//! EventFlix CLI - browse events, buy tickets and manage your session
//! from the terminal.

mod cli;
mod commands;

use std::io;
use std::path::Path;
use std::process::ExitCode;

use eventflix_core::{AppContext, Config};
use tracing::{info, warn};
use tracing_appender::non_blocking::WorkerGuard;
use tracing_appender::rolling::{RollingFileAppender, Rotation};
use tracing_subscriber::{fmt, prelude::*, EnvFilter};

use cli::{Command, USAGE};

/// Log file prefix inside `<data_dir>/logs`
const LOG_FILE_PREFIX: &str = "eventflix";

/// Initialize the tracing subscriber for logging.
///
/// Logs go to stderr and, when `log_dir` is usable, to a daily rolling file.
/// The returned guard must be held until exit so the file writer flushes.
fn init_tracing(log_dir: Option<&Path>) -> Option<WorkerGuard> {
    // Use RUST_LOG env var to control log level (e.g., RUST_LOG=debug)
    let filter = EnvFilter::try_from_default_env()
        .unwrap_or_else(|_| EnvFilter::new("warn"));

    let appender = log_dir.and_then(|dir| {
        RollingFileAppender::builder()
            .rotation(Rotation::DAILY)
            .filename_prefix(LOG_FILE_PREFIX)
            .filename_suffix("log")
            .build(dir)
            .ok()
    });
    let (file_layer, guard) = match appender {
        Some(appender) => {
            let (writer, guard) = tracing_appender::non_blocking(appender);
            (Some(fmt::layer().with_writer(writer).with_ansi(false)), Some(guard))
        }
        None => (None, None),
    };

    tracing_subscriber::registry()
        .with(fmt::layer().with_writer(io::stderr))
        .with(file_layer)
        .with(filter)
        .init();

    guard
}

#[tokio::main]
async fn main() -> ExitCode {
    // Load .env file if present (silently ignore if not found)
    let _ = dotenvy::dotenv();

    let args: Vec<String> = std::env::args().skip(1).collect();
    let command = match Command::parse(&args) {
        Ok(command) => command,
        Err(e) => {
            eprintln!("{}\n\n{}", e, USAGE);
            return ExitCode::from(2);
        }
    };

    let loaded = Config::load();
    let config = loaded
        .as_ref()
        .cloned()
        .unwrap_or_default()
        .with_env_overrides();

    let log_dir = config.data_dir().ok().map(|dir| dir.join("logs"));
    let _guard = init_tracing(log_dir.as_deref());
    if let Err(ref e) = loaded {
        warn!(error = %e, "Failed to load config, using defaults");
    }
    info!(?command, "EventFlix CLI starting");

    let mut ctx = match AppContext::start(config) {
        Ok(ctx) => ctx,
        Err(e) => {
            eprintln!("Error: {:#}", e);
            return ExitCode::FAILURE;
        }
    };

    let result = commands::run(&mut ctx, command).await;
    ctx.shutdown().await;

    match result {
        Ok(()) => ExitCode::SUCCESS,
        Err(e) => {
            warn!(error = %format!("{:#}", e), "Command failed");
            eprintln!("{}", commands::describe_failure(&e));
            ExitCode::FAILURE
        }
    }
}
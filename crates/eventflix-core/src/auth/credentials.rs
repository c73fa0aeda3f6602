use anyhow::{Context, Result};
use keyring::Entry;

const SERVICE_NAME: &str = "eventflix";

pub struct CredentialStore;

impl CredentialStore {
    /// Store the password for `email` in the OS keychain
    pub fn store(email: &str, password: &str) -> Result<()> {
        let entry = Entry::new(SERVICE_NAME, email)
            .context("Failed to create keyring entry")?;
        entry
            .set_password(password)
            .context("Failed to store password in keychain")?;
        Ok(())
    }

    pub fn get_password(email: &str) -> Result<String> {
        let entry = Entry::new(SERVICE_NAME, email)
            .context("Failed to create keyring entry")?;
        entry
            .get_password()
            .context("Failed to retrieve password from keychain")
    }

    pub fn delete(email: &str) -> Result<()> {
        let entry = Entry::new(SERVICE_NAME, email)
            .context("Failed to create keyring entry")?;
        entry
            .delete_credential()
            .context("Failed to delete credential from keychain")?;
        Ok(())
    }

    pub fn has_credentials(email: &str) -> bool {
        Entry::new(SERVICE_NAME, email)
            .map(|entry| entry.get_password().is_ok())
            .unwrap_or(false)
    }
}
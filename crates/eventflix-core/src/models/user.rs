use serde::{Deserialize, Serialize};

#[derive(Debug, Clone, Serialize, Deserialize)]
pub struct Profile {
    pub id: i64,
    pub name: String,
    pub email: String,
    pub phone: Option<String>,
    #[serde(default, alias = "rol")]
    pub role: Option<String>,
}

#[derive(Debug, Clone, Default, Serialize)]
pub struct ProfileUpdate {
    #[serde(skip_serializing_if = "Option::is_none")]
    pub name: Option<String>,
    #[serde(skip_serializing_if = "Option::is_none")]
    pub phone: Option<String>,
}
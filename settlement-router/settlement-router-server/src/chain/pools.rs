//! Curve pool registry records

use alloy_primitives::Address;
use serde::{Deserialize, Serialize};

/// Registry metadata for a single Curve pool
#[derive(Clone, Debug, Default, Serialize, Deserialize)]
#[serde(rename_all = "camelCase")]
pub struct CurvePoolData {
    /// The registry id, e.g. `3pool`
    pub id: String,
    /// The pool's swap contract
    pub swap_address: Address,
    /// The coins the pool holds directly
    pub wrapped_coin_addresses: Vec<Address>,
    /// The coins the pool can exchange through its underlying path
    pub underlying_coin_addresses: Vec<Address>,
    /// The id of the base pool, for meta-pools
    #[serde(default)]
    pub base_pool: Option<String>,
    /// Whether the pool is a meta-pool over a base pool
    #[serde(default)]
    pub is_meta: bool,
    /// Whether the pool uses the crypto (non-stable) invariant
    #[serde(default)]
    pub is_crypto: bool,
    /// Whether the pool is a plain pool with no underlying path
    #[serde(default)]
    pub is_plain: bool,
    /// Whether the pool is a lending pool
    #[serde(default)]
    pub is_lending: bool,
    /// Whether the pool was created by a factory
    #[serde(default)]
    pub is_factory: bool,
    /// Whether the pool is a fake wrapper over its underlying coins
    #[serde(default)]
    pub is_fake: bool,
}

══════

**What to do**
Within the listing above, how many lines contain "false"? Please respond with the number and nothing else.

**Written solution**
2